A colourful yet relaxing palette has been used within both the public areas as well as within the guestrooms to ensure that these spaces maintain a sense of fun, including muted reds, greens, yellows and blues that echo the era of the early modernist movement. All the upholstered furniture for Schwan Locke is bespoke and inspired by furniture from the early 20th century. This specially created furniture sits alongside pieces from design brands including Hay, Petite Friture, &Tradition and Adico. The lighting in the hotel is from Visual Comfort, Dyke & Dean and Original BTC as well as bespoke pieces made specifically for the project by Northern Lights.

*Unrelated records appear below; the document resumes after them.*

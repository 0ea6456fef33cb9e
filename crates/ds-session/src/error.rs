//! Caller-facing errors.
//!
//! Callers learn *that* a node could not be reached, never *which* replicas
//! were tried. Authentication failures stay distinct so upper layers can
//! report bad credentials separately from an unreachable server.

use ds_spi::SpiError;
use thiserror::Error;

/// Result type for session operations.
pub type SessionResult<T> = Result<T, SessionError>;

/// Errors surfaced by connections and the pool.
#[derive(Debug, Error)]
pub enum SessionError {
    /// No replica of the node could be reached and verified.
    #[error("directory node {0} is unavailable")]
    Unavailable(String),

    /// A replica was reached but authentication failed.
    #[error("authentication to directory node {node} failed")]
    AuthFailed {
        /// Node name.
        node: String,
        /// Failure reported by the server or credential store.
        #[source]
        source: SpiError,
    },

    /// Credentials were rejected earlier and have not been updated since.
    #[error("credentials for directory node {0} were rejected")]
    CredentialsRejected(String),

    /// The node is configured but disabled.
    #[error("directory node {0} is disabled")]
    NodeDisabled(String),

    /// The node configuration was deleted.
    #[error("directory node {0} was deleted")]
    NodeDeleted(String),

    /// No node is registered under the name and it is not a server URL.
    #[error("unknown directory node {0}")]
    UnknownNode(String),

    /// The node cannot perform the requested operation.
    #[error("unsupported for directory node {node}: {reason}")]
    Unsupported {
        /// Node name.
        node: String,
        /// What was refused.
        reason: String,
    },

    /// Node settings were invalid.
    #[error(transparent)]
    Config(#[from] ds_core::Error),
}

impl SessionError {
    /// Creates an unavailable error.
    #[must_use]
    pub fn unavailable(node: impl Into<String>) -> Self {
        Self::Unavailable(node.into())
    }

    /// Creates an authentication error.
    #[must_use]
    pub fn auth_failed(node: impl Into<String>, source: SpiError) -> Self {
        Self::AuthFailed {
            node: node.into(),
            source,
        }
    }

    /// Creates an unsupported-operation error.
    #[must_use]
    pub fn unsupported(node: impl Into<String>, reason: impl Into<String>) -> Self {
        Self::Unsupported {
            node: node.into(),
            reason: reason.into(),
        }
    }

    /// Checks if this is an authentication error.
    #[must_use]
    pub const fn is_auth_error(&self) -> bool {
        matches!(self, Self::AuthFailed { .. } | Self::CredentialsRejected(_))
    }

    /// Checks if the node itself refused service.
    #[must_use]
    pub const fn is_node_error(&self) -> bool {
        matches!(
            self,
            Self::NodeDisabled(_) | Self::NodeDeleted(_) | Self::UnknownNode(_)
        )
    }
}

#[cfg(test)]
mod tests {
    use super::*;

    #[test]
    fn error_categories() {
        let auth = SessionError::auth_failed("/LDAPv3/a", SpiError::rejected("rc 49"));
        assert!(auth.is_auth_error());
        assert!(SessionError::CredentialsRejected("/LDAPv3/a".to_string()).is_auth_error());
        assert!(!SessionError::unavailable("/LDAPv3/a").is_auth_error());
        assert!(SessionError::NodeDeleted("/LDAPv3/a".to_string()).is_node_error());
        assert!(!SessionError::unsupported("ldapi://x", "password bind").is_node_error());
    }

    #[test]
    fn unavailable_names_only_the_node() {
        let msg = SessionError::unavailable("/LDAPv3/ldap.example.com").to_string();
        assert_eq!(msg, "directory node /LDAPv3/ldap.example.com is unavailable");
    }
}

The Apartments follow a similar design language to that used within the public areas, with a bold two- tone paint finish applied on the walls that transitions up to the ceiling. All Apartments also feature an integrated kitchen that sits within the entrance in a corresponding paint finish. The rooms have either a green or blue colourway that is then contrasted with the upholstery used in the headboard, sofa and lounge furniture. Above the lounge furniture hangs a bespoke tiered, gathered fabric pendant that alongside the bedside wall lights, floor lamps and table light creates a multitude of ways to illuminate the space.

Offering guests an impressive welcome, the reception space and café features a white marble counter with oak undercounter detailed with rattan infill panels. The wall to the rear counter is tiled with an off-white hexagonal mosaic, while the walls beyond are finished in a raw plaster. This simpler palette is contrasted with a green high gloss painted ceiling, and timber seating and marble topped tables sit against burnt orange banquette seating.

Moving through the larder space guests arrive at the lounge and bar. Oak flooring links the café to these spaces, and a large coworking table in natural oak and an array of lounge furniture upholstered in colourful leather, mohair and patterned fabrics contrast to the simpler architectural finishes and add a sense of playfulness to the space.

Both the skirting and architraves in the bar and lounge are painted in a deep red colourway and the spaces are illuminated by simple black metal and round opal glass wall lights as well as a collection of feature pendants that were made to order from Zeitlos, a Berlin based lighting company who specialise in both vintage pieces and making faithful reproductions of long forgotten lighting designs.

A large, bespoke curved bar provides a focal point to the Schwan Locke bar. It features a white marble top and timber ribbed undercounter as well as a chrome gantry with details – similar to those within the larder space.

A major feature of the Schwan Locke building is the large central courtyard surrounded by lush greenery. Finishes are clean and simple, with stone flooring and a variety of lounge sofas and outdoors chairs upholstered in playful outdoor fabrics.